Action item:
Output only the lines below from the one containing "is decomposed into" to the one containing "under a well-known", exactly as written, both ends kept.
##### Records to process
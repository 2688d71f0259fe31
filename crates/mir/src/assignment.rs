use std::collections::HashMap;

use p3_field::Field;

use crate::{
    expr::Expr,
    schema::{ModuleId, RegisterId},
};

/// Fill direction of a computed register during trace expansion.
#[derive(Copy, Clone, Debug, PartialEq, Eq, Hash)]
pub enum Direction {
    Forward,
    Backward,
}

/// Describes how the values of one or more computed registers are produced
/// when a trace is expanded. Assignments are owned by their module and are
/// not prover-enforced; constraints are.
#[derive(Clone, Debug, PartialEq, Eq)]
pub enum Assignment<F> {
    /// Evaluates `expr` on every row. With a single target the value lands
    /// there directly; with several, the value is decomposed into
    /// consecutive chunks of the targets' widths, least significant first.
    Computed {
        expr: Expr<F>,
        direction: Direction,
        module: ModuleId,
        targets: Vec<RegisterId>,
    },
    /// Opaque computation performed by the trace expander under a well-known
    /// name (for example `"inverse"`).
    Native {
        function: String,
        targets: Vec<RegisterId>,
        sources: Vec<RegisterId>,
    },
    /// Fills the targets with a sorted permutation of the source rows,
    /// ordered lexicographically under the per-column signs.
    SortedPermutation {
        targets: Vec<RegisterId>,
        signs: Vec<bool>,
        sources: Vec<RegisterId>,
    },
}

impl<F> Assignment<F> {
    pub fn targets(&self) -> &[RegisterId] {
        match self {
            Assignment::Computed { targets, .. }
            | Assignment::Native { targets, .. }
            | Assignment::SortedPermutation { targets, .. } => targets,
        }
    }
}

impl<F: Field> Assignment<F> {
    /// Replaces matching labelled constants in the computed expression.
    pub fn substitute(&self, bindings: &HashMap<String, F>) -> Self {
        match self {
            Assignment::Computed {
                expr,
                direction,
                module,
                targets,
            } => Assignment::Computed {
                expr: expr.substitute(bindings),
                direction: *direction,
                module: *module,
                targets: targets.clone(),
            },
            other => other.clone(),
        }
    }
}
##########
##### Records to process
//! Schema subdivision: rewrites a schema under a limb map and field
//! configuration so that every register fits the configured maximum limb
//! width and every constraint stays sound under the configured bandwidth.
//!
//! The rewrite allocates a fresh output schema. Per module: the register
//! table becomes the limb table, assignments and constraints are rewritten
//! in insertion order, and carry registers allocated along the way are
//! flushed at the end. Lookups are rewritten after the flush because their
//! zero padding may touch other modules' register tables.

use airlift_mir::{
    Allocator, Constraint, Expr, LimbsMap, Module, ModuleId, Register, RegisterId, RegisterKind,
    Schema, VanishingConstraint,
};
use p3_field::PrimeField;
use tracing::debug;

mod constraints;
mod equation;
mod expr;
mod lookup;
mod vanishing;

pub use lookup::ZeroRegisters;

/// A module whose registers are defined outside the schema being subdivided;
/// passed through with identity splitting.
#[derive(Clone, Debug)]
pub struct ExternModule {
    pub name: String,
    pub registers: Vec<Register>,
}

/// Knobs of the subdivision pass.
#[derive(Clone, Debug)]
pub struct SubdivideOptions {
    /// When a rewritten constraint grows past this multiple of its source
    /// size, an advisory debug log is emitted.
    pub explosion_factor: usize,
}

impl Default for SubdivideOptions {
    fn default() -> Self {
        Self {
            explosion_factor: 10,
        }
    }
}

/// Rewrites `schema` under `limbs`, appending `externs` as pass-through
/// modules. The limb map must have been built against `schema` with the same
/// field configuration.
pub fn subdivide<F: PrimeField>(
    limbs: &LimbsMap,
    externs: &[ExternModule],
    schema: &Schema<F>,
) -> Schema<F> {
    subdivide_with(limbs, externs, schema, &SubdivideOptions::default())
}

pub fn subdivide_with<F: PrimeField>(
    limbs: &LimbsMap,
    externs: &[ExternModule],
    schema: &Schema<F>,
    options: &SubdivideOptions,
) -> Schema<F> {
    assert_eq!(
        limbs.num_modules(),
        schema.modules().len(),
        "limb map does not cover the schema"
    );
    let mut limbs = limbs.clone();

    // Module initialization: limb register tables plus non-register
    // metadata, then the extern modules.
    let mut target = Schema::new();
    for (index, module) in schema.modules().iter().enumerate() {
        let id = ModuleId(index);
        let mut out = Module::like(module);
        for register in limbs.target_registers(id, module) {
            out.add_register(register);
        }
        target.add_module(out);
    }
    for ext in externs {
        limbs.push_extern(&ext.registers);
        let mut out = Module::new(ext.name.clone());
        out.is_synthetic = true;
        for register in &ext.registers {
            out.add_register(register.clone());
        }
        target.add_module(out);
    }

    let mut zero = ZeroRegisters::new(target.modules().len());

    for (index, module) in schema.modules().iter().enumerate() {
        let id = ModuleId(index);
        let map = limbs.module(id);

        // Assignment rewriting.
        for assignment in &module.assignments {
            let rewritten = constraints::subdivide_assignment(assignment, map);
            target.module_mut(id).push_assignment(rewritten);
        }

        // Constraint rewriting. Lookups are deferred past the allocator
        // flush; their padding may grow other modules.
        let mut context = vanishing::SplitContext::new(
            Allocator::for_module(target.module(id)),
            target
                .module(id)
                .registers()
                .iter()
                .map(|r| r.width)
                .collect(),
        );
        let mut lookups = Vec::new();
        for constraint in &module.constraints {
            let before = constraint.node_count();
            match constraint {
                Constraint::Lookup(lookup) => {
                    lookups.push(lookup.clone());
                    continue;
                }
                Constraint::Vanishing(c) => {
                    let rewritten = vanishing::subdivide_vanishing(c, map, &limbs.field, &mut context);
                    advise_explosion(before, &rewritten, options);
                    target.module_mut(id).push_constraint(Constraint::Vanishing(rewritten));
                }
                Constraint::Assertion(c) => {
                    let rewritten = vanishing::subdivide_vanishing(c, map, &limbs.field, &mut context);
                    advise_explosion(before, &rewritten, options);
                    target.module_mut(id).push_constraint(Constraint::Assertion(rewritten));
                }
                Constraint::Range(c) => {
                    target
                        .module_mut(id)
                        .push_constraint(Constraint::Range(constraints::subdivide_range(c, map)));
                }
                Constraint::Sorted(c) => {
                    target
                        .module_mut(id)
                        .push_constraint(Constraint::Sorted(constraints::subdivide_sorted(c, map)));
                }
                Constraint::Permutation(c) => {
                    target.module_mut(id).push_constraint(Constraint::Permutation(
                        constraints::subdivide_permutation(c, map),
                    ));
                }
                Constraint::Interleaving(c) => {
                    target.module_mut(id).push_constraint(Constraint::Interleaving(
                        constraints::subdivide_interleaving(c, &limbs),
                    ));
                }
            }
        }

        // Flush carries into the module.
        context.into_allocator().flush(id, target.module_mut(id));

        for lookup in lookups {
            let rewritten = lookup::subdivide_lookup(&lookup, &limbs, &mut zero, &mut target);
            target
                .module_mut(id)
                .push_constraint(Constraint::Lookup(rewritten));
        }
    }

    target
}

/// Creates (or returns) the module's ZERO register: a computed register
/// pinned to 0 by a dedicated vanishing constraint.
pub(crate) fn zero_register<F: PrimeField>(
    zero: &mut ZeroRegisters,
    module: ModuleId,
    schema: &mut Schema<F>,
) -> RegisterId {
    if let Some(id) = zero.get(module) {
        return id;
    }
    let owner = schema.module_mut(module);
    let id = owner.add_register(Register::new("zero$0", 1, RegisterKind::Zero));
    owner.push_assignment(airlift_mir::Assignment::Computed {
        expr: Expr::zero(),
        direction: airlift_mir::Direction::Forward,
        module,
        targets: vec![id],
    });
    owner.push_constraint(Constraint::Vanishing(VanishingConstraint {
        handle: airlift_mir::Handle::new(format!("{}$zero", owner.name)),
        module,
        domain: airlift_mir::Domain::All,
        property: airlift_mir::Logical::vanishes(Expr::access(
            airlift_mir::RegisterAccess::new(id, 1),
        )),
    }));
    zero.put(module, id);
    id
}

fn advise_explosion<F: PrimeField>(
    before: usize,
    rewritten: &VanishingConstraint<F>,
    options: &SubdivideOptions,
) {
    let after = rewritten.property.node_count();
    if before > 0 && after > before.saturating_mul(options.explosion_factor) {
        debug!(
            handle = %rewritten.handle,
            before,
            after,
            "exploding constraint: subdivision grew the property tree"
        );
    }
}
##########
Result of the task:
    /// there directly; with several, the value is decomposed into
    /// consecutive chunks of the targets' widths, least significant first.
    Computed {
        expr: Expr<F>,
        direction: Direction,
        module: ModuleId,
        targets: Vec<RegisterId>,
    },
    /// Opaque computation performed by the trace expander under a well-known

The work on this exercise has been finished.